-- Goal of the exercise --
What lines in the records below mention "DialogDescriptor"? List them all.

Source records
-- Opening Marker --

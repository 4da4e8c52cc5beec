//! Locating and reading one dialog block.
//!
//! A dialog block looks like:
//!
//! ```text
//! IDD_DIALOG DIALOGEX 12, 12, 232, 326
//! STYLE DS_SETFONT | WS_POPUP | WS_CAPTION
//! CAPTION "Rufus 3.22"
//! BEGIN
//!     LTEXT "Device",IDC_STATIC,8,6,22,8
//!     COMBOBOX IDC_DEVICE,8,30,196,10,CBS_DROPDOWNLIST
//! END
//! ```
//!
//! Everything between the declaration line and `BEGIN` is the header, the
//! directives between `BEGIN` and `END` are the body.

use indexmap::IndexMap;
use log::{debug, trace};

use crate::{
    error::{Diagnostic, ErrorCode, ParseError},
    span::Span,
    tokenizer::{Directive, DirectiveTokenizer, floor_char_boundary},
};

const BEGIN: &str = "BEGIN";
const END: &str = "END";
const DECLARATION_KEYWORDS: [&str; 2] = ["DIALOG", "DIALOGEX"];
const CAPTION: &str = "CAPTION";

/// A parsed dialog block: its header properties and ordered body.
#[derive(Debug, Clone, PartialEq, Eq)]
pub struct DialogDescriptor {
    id: String,
    header: IndexMap<String, Vec<String>>,
    body: Vec<Directive>,
    span: Span,
}

impl DialogDescriptor {
    /// The dialog identifier from the declaration line.
    pub fn id(&self) -> &str {
        &self.id
    }

    /// Header properties in source order.
    ///
    /// The declaration line itself is stored under the dialog identifier.
    pub fn header(&self) -> &IndexMap<String, Vec<String>> {
        &self.header
    }

    /// Looks up a header property by name, ignoring case.
    pub fn property(&self, name: &str) -> Option<&[String]> {
        self.header
            .iter()
            .find(|(key, _)| key.eq_ignore_ascii_case(name))
            .map(|(_, arguments)| arguments.as_slice())
    }

    /// The `CAPTION` text with its quotes removed.
    pub fn caption(&self) -> Option<&str> {
        self.property(CAPTION)
            .and_then(|arguments| arguments.first())
            .map(|caption| unquote(caption))
    }

    /// Body directives between `BEGIN` and `END`, in source order.
    pub fn body(&self) -> &[Directive] {
        &self.body
    }

    /// Source range from the declaration line through `END`.
    pub fn span(&self) -> Span {
        self.span
    }
}

/// Strips one pair of surrounding double quotes, if present.
pub fn unquote(text: &str) -> &str {
    text.strip_prefix('"')
        .and_then(|inner| inner.strip_suffix('"'))
        .unwrap_or(text)
}

/// Returns the byte offset of the first occurrence of `needle`.
///
/// The offset is typically passed to [`parse_dialog_block`] as the
/// approximate position of the dialog.
///
/// # Errors
///
/// Returns an `E111` diagnostic if `needle` does not occur in `source`.
pub fn locate_anchor(source: &str, needle: &str) -> Result<usize, ParseError> {
    source.find(needle).ok_or_else(|| {
        Diagnostic::error(format!("anchor text `{needle}` not found"))
            .with_code(ErrorCode::E111)
            .with_label(Span::new(0..source.len()), "searched this file")
            .with_help("pass the text of a line inside the dialog header, such as its CAPTION")
            .into()
    })
}

/// Parses the dialog block declared at or before `approximate_index`.
///
/// The search walks backward line by line, starting with the line containing
/// `approximate_index`, for a line whose second word is `DIALOG` or
/// `DIALOGEX`. When `dialog_id` is given the first word must match it too.
///
/// # Errors
///
/// - `E110` when no declaration precedes the index.
/// - `E101` when the input ends before `BEGIN` or `END`.
pub fn parse_dialog_block(
    source: &str,
    approximate_index: usize,
    dialog_id: Option<&str>,
) -> Result<DialogDescriptor, ParseError> {
    let index = floor_char_boundary(source, approximate_index);
    let (anchor, id) = find_declaration(source, index, dialog_id).ok_or_else(|| {
        let wanted = match dialog_id {
            Some(id) => format!("`{id} DIALOG`"),
            None => "a `DIALOG` or `DIALOGEX`".to_string(),
        };
        Diagnostic::error(format!("no {wanted} declaration found before the anchor"))
            .with_code(ErrorCode::E110)
            .with_label(Span::new(index..index), "searched backward from here")
    })?;
    debug!(id, offset = anchor; "Found dialog declaration");

    let mut tokenizer = DirectiveTokenizer::starting_at(source, anchor);
    let mut header = IndexMap::new();
    loop {
        let Some(directive) = tokenizer.next_directive() else {
            return Err(incomplete(source, anchor, BEGIN).into());
        };
        if directive.is(BEGIN) {
            break;
        }
        trace!(directive:?; "Header directive");
        if !directive.arguments().is_empty() {
            let (name, arguments) = directive.into_parts();
            insert_property(&mut header, name, arguments);
        }
    }

    let mut body = Vec::new();
    let end = loop {
        let Some(directive) = tokenizer.next_directive() else {
            return Err(incomplete(source, anchor, END).into());
        };
        if directive.is(END) {
            break directive.span().end();
        }
        trace!(directive:?; "Body directive");
        body.push(directive);
    };

    debug!(
        id,
        properties = header.len(),
        elements = body.len();
        "Parsed dialog block"
    );

    Ok(DialogDescriptor {
        id: id.to_string(),
        header,
        body,
        span: Span::new(anchor..end),
    })
}

/// Header names are case-insensitive; a repeated property keeps its first
/// position and spelling and takes the later value.
fn insert_property(header: &mut IndexMap<String, Vec<String>>, name: String, arguments: Vec<String>) {
    match header.keys().position(|key| key.eq_ignore_ascii_case(&name)) {
        Some(index) => header[index] = arguments,
        None => {
            header.insert(name, arguments);
        }
    }
}

/// Walk backward from the line containing `index` to a declaration line.
///
/// Returns the offset of the line start and the dialog identifier.
fn find_declaration<'src>(
    source: &'src str,
    index: usize,
    dialog_id: Option<&str>,
) -> Option<(usize, &'src str)> {
    let mut line_end = source[index..]
        .find('\n')
        .map_or(source.len(), |offset| index + offset);

    loop {
        let line_start = source[..line_end].rfind('\n').map_or(0, |offset| offset + 1);
        if let Some(id) = declared_id(&source[line_start..line_end], dialog_id) {
            return Some((line_start, id));
        }
        if line_start == 0 {
            return None;
        }
        line_end = line_start - 1;
    }
}

fn declared_id<'src>(line: &'src str, dialog_id: Option<&str>) -> Option<&'src str> {
    let mut words = line.split_whitespace();
    let id = words.next()?;
    let keyword = words.next()?;

    let is_declaration = DECLARATION_KEYWORDS
        .iter()
        .any(|candidate| keyword.eq_ignore_ascii_case(candidate));
    let id_matches = dialog_id.is_none_or(|wanted| wanted == id);

    (is_declaration && id_matches).then_some(id)
}

fn incomplete(source: &str, anchor: usize, missing: &str) -> Diagnostic {
    let declaration_end = source[anchor..]
        .find('\n')
        .map_or(source.len(), |offset| anchor + offset);

    Diagnostic::error(format!("input ended before `{missing}`"))
        .with_code(ErrorCode::E101)
        .with_label(Span::new(source.len()..source.len()), "input ends here")
        .with_secondary_label(Span::new(anchor..declaration_end), "dialog declared here")
        .with_help(format!("close the dialog block with `{missing}`"))
}
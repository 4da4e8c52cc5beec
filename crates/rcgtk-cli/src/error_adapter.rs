//! miette rendering for rcgtk errors and warnings.
//!
//! A [`ParseError`](rcgtk_parser::ParseError) may hold several diagnostics;
//! each becomes its own [`Reportable`] so every bad directive is shown with
//! its own snippet. Conversion warnings go through the same path.

use std::fmt;

use miette::{
    Diagnostic as MietteDiagnostic, GraphicalReportHandler, LabeledSpan, Severity as MietteSeverity,
    SourceCode, SourceSpan,
};

use rcgtk::RcgtkError;
use rcgtk_parser::error::{Diagnostic, Label};

/// Something the CLI can print through miette.
#[derive(Debug)]
pub enum Reportable<'a> {
    /// A script diagnostic, rendered against the script text.
    Diagnostic { diag: &'a Diagnostic, src: &'a str },
    /// An I/O, configuration or preprocessor failure.
    Error(&'a RcgtkError),
}

impl fmt::Display for Reportable<'_> {
    fn fmt(&self, f: &mut fmt::Formatter<'_>) -> fmt::Result {
        match self {
            Self::Diagnostic { diag, .. } => f.write_str(diag.message()),
            Self::Error(err) => fmt::Display::fmt(err, f),
        }
    }
}

impl std::error::Error for Reportable<'_> {
    fn source(&self) -> Option<&(dyn std::error::Error + 'static)> {
        match self {
            Self::Diagnostic { .. } => None,
            Self::Error(err) => err.source(),
        }
    }
}

impl MietteDiagnostic for Reportable<'_> {
    fn code<'a>(&'a self) -> Option<Box<dyn fmt::Display + 'a>> {
        match self {
            Self::Diagnostic { diag, .. } => diag
                .code()
                .map(|code| Box::new(code) as Box<dyn fmt::Display>),
            Self::Error(err) => error_code(err).map(|code| Box::new(code) as Box<dyn fmt::Display>),
        }
    }

    fn severity(&self) -> Option<MietteSeverity> {
        match self {
            Self::Diagnostic { diag, .. } if diag.severity().is_warning() => {
                Some(MietteSeverity::Warning)
            }
            _ => Some(MietteSeverity::Error),
        }
    }

    fn help<'a>(&'a self) -> Option<Box<dyn fmt::Display + 'a>> {
        let help = match self {
            Self::Diagnostic { diag, .. } => diag.help()?,
            Self::Error(RcgtkError::Preprocessor(_)) => {
                "set `symbols.preprocessor` in the configuration or pass `--defines`"
            }
            Self::Error(_) => return None,
        };
        Some(Box::new(help))
    }

    fn source_code(&self) -> Option<&dyn SourceCode> {
        match self {
            Self::Diagnostic { src, .. } => Some(src as &dyn SourceCode),
            Self::Error(_) => None,
        }
    }

    fn labels(&self) -> Option<Box<dyn Iterator<Item = LabeledSpan> + '_>> {
        let Self::Diagnostic { diag, .. } = self else {
            return None;
        };
        if diag.labels().is_empty() {
            return None;
        }
        Some(Box::new(diag.labels().iter().map(labeled_span)))
    }
}

fn error_code(err: &RcgtkError) -> Option<&'static str> {
    match err {
        RcgtkError::Io(_) => Some("rcgtk::io"),
        RcgtkError::Parse { .. } => None,
        RcgtkError::Config(_) => Some("rcgtk::config"),
        RcgtkError::Preprocessor(_) => Some("rcgtk::preprocessor"),
    }
}

fn labeled_span(label: &Label) -> LabeledSpan {
    let span = SourceSpan::new(label.span().start().into(), label.span().len());
    let message = Some(label.message().to_string());
    if label.is_primary() {
        LabeledSpan::new_primary_with_span(message, span)
    } else {
        LabeledSpan::new_with_span(message, span)
    }
}

/// One reportable per diagnostic of a parse error; one for anything else.
pub fn to_reportables(err: &RcgtkError) -> Vec<Reportable<'_>> {
    match err {
        RcgtkError::Parse { err: parse_err, src } => warnings_to_reportables(parse_err.diagnostics(), src),
        _ => vec![Reportable::Error(err)],
    }
}

/// Wrap diagnostics for rendering against `src`.
pub fn warnings_to_reportables<'a>(diagnostics: &'a [Diagnostic], src: &'a str) -> Vec<Reportable<'a>> {
    diagnostics
        .iter()
        .map(|diag| Reportable::Diagnostic { diag, src })
        .collect()
}

/// Render with miette's graphical handler, falling back to the bare message.
pub fn render(reporter: &GraphicalReportHandler, reportable: &Reportable<'_>) -> String {
    let mut rendered = String::new();
    match reporter.render_report(&mut rendered, reportable) {
        Ok(()) => rendered,
        Err(_) => reportable.to_string(),
    }
}

#[cfg(test)]
mod tests {
    use rcgtk_parser::{
        Span,
        error::{ErrorCode, ParseError},
    };

    use super::*;

    #[test]
    fn test_each_diagnostic_is_reported() {
        let parse_err = ParseError::from(vec![
            Diagnostic::error("`LTEXT` expects at least 6 arguments, found 3")
                .with_code(ErrorCode::E102)
                .with_label(Span::new(0..5), "in this directive"),
            Diagnostic::error("`x` of `COMBOBOX` is not a number: `a`")
                .with_code(ErrorCode::E103)
                .with_label(Span::new(10..15), "in this directive"),
        ]);
        let err = RcgtkError::new_parse_error(parse_err, "LTEXT \"A\",IDC_A,1\nCOMBOBOX IDC_B,a,1,1,1");

        let reportables = to_reportables(&err);

        assert_eq!(reportables.len(), 2);
        assert_eq!(
            reportables[0].to_string(),
            "`LTEXT` expects at least 6 arguments, found 3"
        );
        assert_eq!(reportables[1].code().map(|c| c.to_string()), Some("E103".to_string()));
        assert_eq!(reportables[1].severity(), Some(MietteSeverity::Error));
    }

    #[test]
    fn test_preprocessor_error_has_help() {
        let err = RcgtkError::Preprocessor("`gcc` not found".to_string());

        let reportables = to_reportables(&err);

        assert_eq!(reportables.len(), 1);
        assert_eq!(reportables[0].to_string(), "Preprocessor error: `gcc` not found");
        assert_eq!(
            reportables[0].code().map(|c| c.to_string()),
            Some("rcgtk::preprocessor".to_string())
        );
        assert!(reportables[0].help().is_some());
        assert!(reportables[0].labels().is_none());
    }

    #[test]
    fn test_warning_severity() {
        let warnings = vec![
            Diagnostic::warning("`IDC_X` is not defined in the symbol table")
                .with_code(ErrorCode::W001)
                .with_label(Span::new(10..15), "used verbatim"),
        ];

        let reportables = warnings_to_reportables(&warnings, "LTEXT \"A\",IDC_X,1,1,1,1");

        assert_eq!(reportables[0].severity(), Some(MietteSeverity::Warning));
    }

    #[test]
    fn test_secondary_labels_are_not_primary() {
        let diag = Diagnostic::error("input ended before `END`")
            .with_code(ErrorCode::E101)
            .with_label(Span::new(20..20), "input ends here")
            .with_secondary_label(Span::new(0..12), "dialog declared here");
        let reportable = Reportable::Diagnostic {
            diag: &diag,
            src: "IDD_X DIALOG\nBEGIN\n",
        };

        let labels: Vec<_> = reportable.labels().expect("labels").collect();

        assert_eq!(labels.len(), 2);
        assert!(labels[0].primary());
        assert_eq!(labels[1].label(), Some("dialog declared here"));
        assert!(!labels[1].primary());
    }

    #[test]
    fn test_render_includes_code_and_message() {
        let diag = Diagnostic::error("input ended before `END`")
            .with_code(ErrorCode::E101)
            .with_label(Span::new(0..5), "dialog declared here");
        let reportable = Reportable::Diagnostic {
            diag: &diag,
            src: "IDD_X DIALOG",
        };

        let rendered = render(&GraphicalReportHandler::new(), &reportable);

        assert!(rendered.contains("E101"));
        assert!(rendered.contains("input ended before `END`"));
    }
}
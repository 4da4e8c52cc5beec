//! Diagnostics for resource scripts.
//!
//! Every problem is a [`Diagnostic`] carrying a severity, an [`ErrorCode`],
//! labeled spans into the script and optional help. Entry points that stop
//! on the first problem return [`ParseError`]; the translator keeps going
//! and records into a [`DiagnosticCollector`] instead.
//!
//! ```
//! # use rcgtk_parser::{Span, error::{Diagnostic, ErrorCode}};
//! let diag = Diagnostic::error("`LTEXT` expects at least 6 arguments, found 4")
//!     .with_code(ErrorCode::E102)
//!     .with_label(Span::new(100..120), "in this directive")
//!     .with_help("expected `LTEXT text, id, x, y, width, height [, style]`");
//!
//! assert_eq!(diag.code(), Some(ErrorCode::E102));
//! ```

mod collector;
mod diagnostic;
mod error_code;
mod parse_error;

pub(crate) use parse_error::Result;

pub use collector::DiagnosticCollector;
pub use diagnostic::{Diagnostic, Label, Severity};
pub use error_code::ErrorCode;
pub use parse_error::ParseError;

-- Closing Marker --

-- Result of the task --
pub struct DialogDescriptor {
impl DialogDescriptor {
) -> Result<DialogDescriptor, ParseError> {
    Ok(DialogDescriptor {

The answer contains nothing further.